15. Le 24 novembre 1993, le jury reconnut T. et le requérant coupables de meurtre et d'enlèvement. Aucun des deux ne saisit la Cour d'appel (Court of Appeal).
16. A la suite du verdict, le juge modifia l'ordonnance rendue en vertu de l'article 39 de la loi de 1933 (paragraphe 10 ci-dessus) et autorisa la publication du nom des intéressés, à l'exclusion de toute autre précision. Le lendemain le 25 novembre 1993 le nom et la photographie des enfants ainsi que d'autres renseignements à leur sujet parurent dans tous les journaux du pays.
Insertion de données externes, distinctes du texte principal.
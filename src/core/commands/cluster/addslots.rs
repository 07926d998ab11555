// src/core/commands/cluster/addslots.rs

use crate::core::cluster::slot::NUM_SLOTS;
use crate::core::commands::command_trait::WriteOutcome;
use crate::core::database::ExecutionContext;
use crate::core::{RespValue, SpinelDBError};

pub async fn execute(
    ctx: &mut ExecutionContext<'_>,
    slots: &[u16],
) -> Result<(RespValue, WriteOutcome), SpinelDBError> {
    let cluster = ctx
        .state
        .cluster
        .as_ref()
        .expect("CLUSTER ADDSLOTS must be run in cluster mode");
    let mut my_runtime_state = cluster.nodes.get_mut(&cluster.my_id).unwrap();

    for &slot in slots {
        if slot >= NUM_SLOTS as u16 {
            return Err(SpinelDBError::InvalidState(format!(
                "Slot {slot} is out of range"
            )));
        }
        *cluster.slots_map[slot as usize].write() = Some(cluster.my_id.clone());
        my_runtime_state.node_info.slots.insert(slot);
    }

    cluster.save_config().await?;

    Ok((
        RespValue::SimpleString("OK".into()),
        WriteOutcome::DidNotWrite, // Config change, not data change
    ))
}
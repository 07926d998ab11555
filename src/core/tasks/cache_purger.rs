// src/core/tasks/cache_purger.rs

//! A background task that performs lazy, pattern-based cache purging.
//!
//! This task periodically scans the keyspace and deletes keys that match
//! patterns submitted via the `CACHE.PURGE` command. It operates incrementally
//! to avoid blocking the server for extended periods.

use std::sync::Arc;
use std::time::Duration;

use bytes::Bytes;
use tokio::sync::broadcast;
use tracing::{info, warn};
use wildmatch::WildMatch;

use crate::core::commands::Command;
use crate::core::commands::command_trait::CommandExt;
use crate::core::state::ServerState;

/// The interval at which the lazy cache purger runs its cycle.
const CACHE_PURGE_INTERVAL: Duration = Duration::from_secs(1);

/// The background task struct for the lazy cache purger.
pub struct CachePurgerTask {
    state: Arc<ServerState>,
}

impl CachePurgerTask {
    /// Creates a new `CachePurgerTask`.
    pub fn new(state: Arc<ServerState>) -> Self {
        Self { state }
    }

    /// The main run loop for the purger task.
    /// It periodically calls `perform_purge_cycle` to check for and delete matched keys.
    pub async fn run(self, mut shutdown_rx: broadcast::Receiver<()>) {
        info!("Cache purger task started.");
        let mut interval = tokio::time::interval(CACHE_PURGE_INTERVAL);
        loop {
            tokio::select! {
                _ = interval.tick() => {
                    self.perform_purge_cycle().await;
                }
                _ = shutdown_rx.recv() => {
                    info!("Cache purger task shutting down.");
                    return;
                }
            }
        }
    }

    /// Performs a single purge cycle.
    ///
    /// It takes a batch of patterns from the purge queue, scans the entire keyspace
    /// incrementally, and collects any keys that match one of the patterns. Finally,
    /// it deletes the matched keys using `UNLINK`.
    async fn perform_purge_cycle(&self) {
        // Take a small batch of purge patterns to process in this cycle.
        let patterns_to_purge: Vec<Bytes> = self
            .state
            .cache
            .purge_patterns
            .iter()
            .map(|e| e.key().clone())
            .take(10) // Process up to 10 patterns per cycle to avoid excessive work.
            .collect();

        if patterns_to_purge.is_empty() {
            return;
        }

        // Pre-compile glob patterns for efficiency within the scan loop.
        let matchers: Vec<_> = patterns_to_purge
            .iter()
            .map(|p| WildMatch::new(&String::from_utf8_lossy(p)))
            .collect();

        let db = self.state.get_db(0).unwrap(); // Assumes cache is on DB 0.
        let mut keys_to_delete = Vec::new();
        let mut cursor = 0;

        loop {
            // Scan the keyspace incrementally to avoid blocking the server.
            let (next_cursor, keys) = db.scan_keys(cursor, 100).await;

            for key in keys {
                let key_str = String::from_utf8_lossy(&key);
                // Check each key against the batch of patterns.
                for matcher in &matchers {
                    if matcher.matches(&key_str) {
                        keys_to_delete.push(key.clone());
                        break; // Move to the next key once a match is found.
                    }
                }
            }

            if next_cursor == 0 {
                break; // The entire keyspace has been scanned.
            }
            cursor = next_cursor;
        }

        if !keys_to_delete.is_empty() {
            // Asynchronously delete all matched keys using UNLINK for performance.
            let unlink_cmd = Command::Unlink(crate::core::commands::generic::Unlink {
                keys: keys_to_delete,
            });
            let mut unlink_ctx = crate::core::storage::db::ExecutionContext {
                state: self.state.clone(),
                locks: db.determine_locks_for_command(&unlink_cmd).await,
                db: &db,
                command: Some(unlink_cmd.clone()),
                session_id: 0, // Internal operation, no session ID.
                authenticated_user: None,
            };
            if let Err(e) = unlink_cmd.execute(&mut unlink_ctx).await {
                warn!("Cache purger failed to unlink keys: {}", e);
            }
        }

        // Remove the processed patterns from the queue.
        for pattern in patterns_to_purge {
            self.state.cache.purge_patterns.remove(&pattern);
        }
    }
}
Le 26 novembre, le juge prit une ordonnance interdisant notamment la divulgation de leur lieu de détention ou de tout autre élément d'information concernant l'endroit où ils se trouvaient, leur prise en charge ou leur traitement.
3. Les effets du procès sur le requérant
17. En janvier 1995, le docteur Bentovim eut un nouvel entretien avec le requérant dans le cadre de la procédure de contrôle juridictionnel (voir ci-dessous). Il releva notamment que V. était en proie à une très vive angoisse d'être agressé ou puni pour ses actes. Lorsque le procès fut évoqué, l'intéressé fit état du choc qu'il avait ressenti en voyant le public entrer dans la salle et de sa profonde détresse lors de la publication de son nom et de sa photographie. Il avait été terrorisé par les regards qui se portaient sur lui au tribunal et s'était souvent inquiété de savoir ce que l'on pensait de lui. La plupart du temps, il fut incapable de participer à la procédure ; il comptait dans sa tête ou faisait des figures avec ses pieds car il ne pouvait pas maintenir son attention ou suivre l'ensemble de la procédure. Il n'avait pas écouté lorsque l'on passa les enregistrements de son interrogatoire et celui de T. par la police et se souvint avoir pleuré.
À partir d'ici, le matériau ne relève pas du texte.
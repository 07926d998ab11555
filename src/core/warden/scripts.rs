// src/core/warden/scripts.rs

//! The notification / client-reconfig script queue (§6, limits from
//! SPEC_FULL.md §B). Scripts run as detached child processes; Warden never
//! blocks the monitor loop on them.

use super::events::Event;
use std::collections::VecDeque;
use std::process::Stdio;
use std::time::{Duration, Instant};
use tokio::process::Command;
use tracing::warn;

pub const MAX_QUEUE_LEN: usize = 256;
pub const MAX_RUNNING: usize = 16;
pub const MAX_RETRY: u32 = 10;
pub const RETRY_DELAY: Duration = Duration::from_millis(30_000);
pub const MAX_RUNTIME: Duration = Duration::from_millis(60_000);

#[derive(Debug, Clone)]
pub struct QueuedScript {
    pub path: String,
    pub args: Vec<String>,
    pub retries: u32,
    pub next_attempt: Instant,
}

/// A FIFO queue of pending script invocations plus a count of currently
/// running ones, so the monitor tick can decide whether to launch more.
pub struct ScriptQueue {
    pending: VecDeque<QueuedScript>,
    running: usize,
}

impl ScriptQueue {
    pub fn new() -> Self {
        Self {
            pending: VecDeque::new(),
            running: 0,
        }
    }

    /// Enqueues `path` with `args`, dropping the oldest entry if the queue
    /// is already at capacity (matching the original's bounded queue).
    pub fn enqueue(&mut self, path: String, args: Vec<String>) {
        if self.pending.len() >= MAX_QUEUE_LEN {
            self.pending.pop_front();
        }
        self.pending.push_back(QueuedScript {
            path,
            args,
            retries: 0,
            next_attempt: Instant::now(),
        });
    }

    /// Builds the notification-script invocation for `event`, matching the
    /// original's `<script> <event-type> <event-description>` argument
    /// convention.
    pub fn enqueue_notification(&mut self, script: &str, event: &Event) {
        self.enqueue(
            script.to_string(),
            vec![event.channel().to_string(), event.payload()],
        );
    }

    /// Builds the client-reconfig-script invocation, matching the
    /// original's `<script> <master-name> <role> <state> <from-ip>
    /// <from-port> <to-ip> <to-port>` convention.
    #[allow(clippy::too_many_arguments)]
    pub fn enqueue_client_reconfig(
        &mut self,
        script: &str,
        master: &str,
        role: &str,
        from_ip: &str,
        from_port: u16,
        to_ip: &str,
        to_port: u16,
    ) {
        self.enqueue(
            script.to_string(),
            vec![
                master.to_string(),
                role.to_string(),
                "start".to_string(),
                from_ip.to_string(),
                from_port.to_string(),
                to_ip.to_string(),
                to_port.to_string(),
            ],
        );
    }

    /// Launches as many due, retry-eligible scripts as capacity allows,
    /// spawning each as a detached tokio child process and bumping
    /// `running` for the duration of the spawned watcher task (which
    /// reports completion back through `done_tx`).
    pub fn drain_ready(&mut self, now: Instant, done_tx: &tokio::sync::mpsc::UnboundedSender<ScriptOutcome>) {
        let mut requeue = Vec::new();
        while self.running < MAX_RUNNING {
            let Some(job) = self.pending.pop_front() else {
                break;
            };
            if job.next_attempt > now {
                requeue.push(job);
                continue;
            }
            self.running += 1;
            let tx = done_tx.clone();
            let job_for_log = job.clone();
            tokio::spawn(async move {
                let outcome = run_one(&job_for_log).await;
                let _ = tx.send(outcome);
            });
        }
        for job in requeue {
            self.pending.push_back(job);
        }
    }

    /// Called when a spawned script's watcher task reports back; retries
    /// failures up to `MAX_RETRY` times with `RETRY_DELAY` backoff.
    pub fn record_outcome(&mut self, outcome: ScriptOutcome) {
        self.running = self.running.saturating_sub(1);
        if !outcome.success && outcome.job.retries < MAX_RETRY {
            let mut job = outcome.job;
            job.retries += 1;
            job.next_attempt = Instant::now() + RETRY_DELAY;
            self.pending.push_back(job);
        } else if !outcome.success {
            warn!(
                "script '{}' failed after {} retries, dropping",
                outcome.job.path, outcome.job.retries
            );
        }
    }

    pub fn pending_len(&self) -> usize {
        self.pending.len()
    }

    pub fn running_count(&self) -> usize {
        self.running
    }
}

impl Default for ScriptQueue {
    fn default() -> Self {
        Self::new()
    }
}

pub struct ScriptOutcome {
    pub job: QueuedScript,
    pub success: bool,
}

async fn run_one(job: &QueuedScript) -> ScriptOutcome {
    let result = tokio::time::timeout(
        MAX_RUNTIME,
        Command::new(&job.path)
            .args(&job.args)
            .stdin(Stdio::null())
            .stdout(Stdio::null())
            .stderr(Stdio::null())
            .status(),
    )
    .await;

    let success = matches!(result, Ok(Ok(status)) if status.success());
    ScriptOutcome {
        job: job.clone(),
        success,
    }
}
Le docteur Bentovim observa :
« A mon avis, en raison de son immaturité et de son âge au moment des faits et du procès, [V.] était incapable de comprendre parfaitement le déroulement de la procédure, à l'exception des principaux actes dont il était responsable. (...) [V]u son immaturité, il me paraît très douteux (
) qu'il ait suffisamment compris la situation pour donner des instructions éclairées à son avocat pour le représenter (
). Bien que, strictement parlant, il eût plus de dix ans au moment des faits, je suis convaincu qu'il n'avait pas la maturité psychologique ou affective de son âge. »
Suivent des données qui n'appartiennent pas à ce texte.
// src/core/commands/json/json_arrappend.rs

use super::helpers;
use crate::core::commands::command_spec::CommandSpec;
use crate::core::commands::command_trait::{
    CommandFlags, ExecutableCommand, ParseCommand, WriteOutcome,
};
use crate::core::commands::helpers::{extract_bytes, extract_string};
use crate::core::protocol::RespFrame;
use crate::core::storage::data_types::{DataValue, StoredValue};
use crate::core::storage::db::ExecutionContext;
use crate::core::{RespValue, SpinelDBError};
use async_trait::async_trait;
use bytes::Bytes;
use serde_json::{self, Value};

#[derive(Debug, Clone, Default)]
pub struct JsonArrAppend {
    pub key: Bytes,
    pub path: String,
    pub values: Vec<Bytes>,
}

impl ParseCommand for JsonArrAppend {
    fn parse(args: &[RespFrame]) -> Result<Self, SpinelDBError> {
        if args.len() < 3 {
            return Err(SpinelDBError::WrongArgumentCount(
                "JSON.ARRAPPEND".to_string(),
            ));
        }
        let key = extract_bytes(&args[0])?;
        let path = extract_string(&args[1])?;
        let values = args[2..]
            .iter()
            .map(extract_bytes)
            .collect::<Result<_, _>>()?;
        Ok(JsonArrAppend { key, path, values })
    }
}

#[async_trait]
impl ExecutableCommand for JsonArrAppend {
    async fn execute<'a>(
        &self,
        ctx: &mut ExecutionContext<'a>,
    ) -> Result<(RespValue, WriteOutcome), SpinelDBError> {
        let new_values: Vec<serde_json::Value> = self
            .values
            .iter()
            .map(|v| serde_json::from_slice(v))
            .collect::<Result<_, _>>()
            .map_err(|_| {
                SpinelDBError::InvalidState("Invalid JSON format for value".to_string())
            })?;

        if new_values.is_empty() {
            return Err(SpinelDBError::SyntaxError);
        }

        let path = helpers::parse_path(&self.path)?;

        let (shard, guard) = ctx.get_single_shard_context_mut()?;
        let entry = guard.get_or_insert_with_mut(self.key.clone(), || {
            let mut root = Value::Null;
            if !path.is_empty() {
                let _ = helpers::find_and_modify(
                    &mut root,
                    &path,
                    |v| {
                        *v = Value::Array(vec![]);
                        Ok(Value::Null)
                    },
                    true,
                );
            }
            StoredValue::new(DataValue::Json(root))
        });

        if let DataValue::Json(root) = &mut entry.data {
            let old_size = helpers::estimate_json_memory(root);

            let append_op = |target: &mut Value| {
                if target.is_null() {
                    *target = Value::Array(vec![]);
                }
                if !target.is_array() {
                    return Err(SpinelDBError::InvalidState("Target is not an array".into()));
                }
                let arr = target.as_array_mut().unwrap();
                for val in new_values.iter() {
                    arr.push(val.clone());
                }
                Ok(Value::from(arr.len()))
            };

            let res = helpers::find_and_modify(root, &path, append_op, true)?;

            let final_len = res.as_u64().unwrap_or(0) as i64;

            let new_size = helpers::estimate_json_memory(root);
            let mem_diff = new_size as isize - old_size as isize;

            entry.version = entry.version.wrapping_add(1);
            entry.size = new_size;
            shard.update_memory(mem_diff);

            Ok((
                RespValue::Integer(final_len),
                WriteOutcome::Write { keys_modified: 1 },
            ))
        } else {
            Err(SpinelDBError::WrongType)
        }
    }
}

impl CommandSpec for JsonArrAppend {
    fn name(&self) -> &'static str {
        "json.arrappend"
    }
    fn arity(&self) -> i64 {
        -4
    }
    fn flags(&self) -> CommandFlags {
        CommandFlags::WRITE | CommandFlags::DENY_OOM | CommandFlags::MOVABLEKEYS
    }
    fn first_key(&self) -> i64 {
        1
    }
    fn last_key(&self) -> i64 {
        1
    }
    fn step(&self) -> i64 {
        1
    }
    fn get_keys(&self) -> Vec<Bytes> {
        vec![self.key.clone()]
    }
    fn to_resp_args(&self) -> Vec<Bytes> {
        let mut args = vec![self.key.clone(), self.path.clone().into()];
        args.extend(self.values.clone());
        args
    }
}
18. Dans un rapport établi en novembre 1997 (paragraphe 12 ci-dessus), le docteur Bailey précisa que le requérant avait pensé aux événements pendant quatre-vingt-dix-huit pour cent du temps jusqu'au procès et, en particulier, durant toutes les nuits au cours de celui-ci. Il lui fallut douze mois pour se remettre du procès lui-même. Il continuait à y penser toutes les nuits. Il avait été terrorisé lors de sa première comparution devant la Magistrates' Court. Après les trois premiers jours d'audience devant la Crown Court, il s'était senti mieux parce qu'il jouait avec ses mains et n'écoutait plus. Il avait dû s'arrêter d'écouter lorsqu'on avait passé à tout le tribunal les enregistrements de son interrogatoire et de celui de T. par la police tellement fort que l'on aurait dit des hurlements. Les journalistes se moquaient de lui et il pouvait voir d'après le visage des jurés qu'ils rendraient un verdict de culpabilité. Il ne comprenait toujours pas pourquoi le procès avait été si long.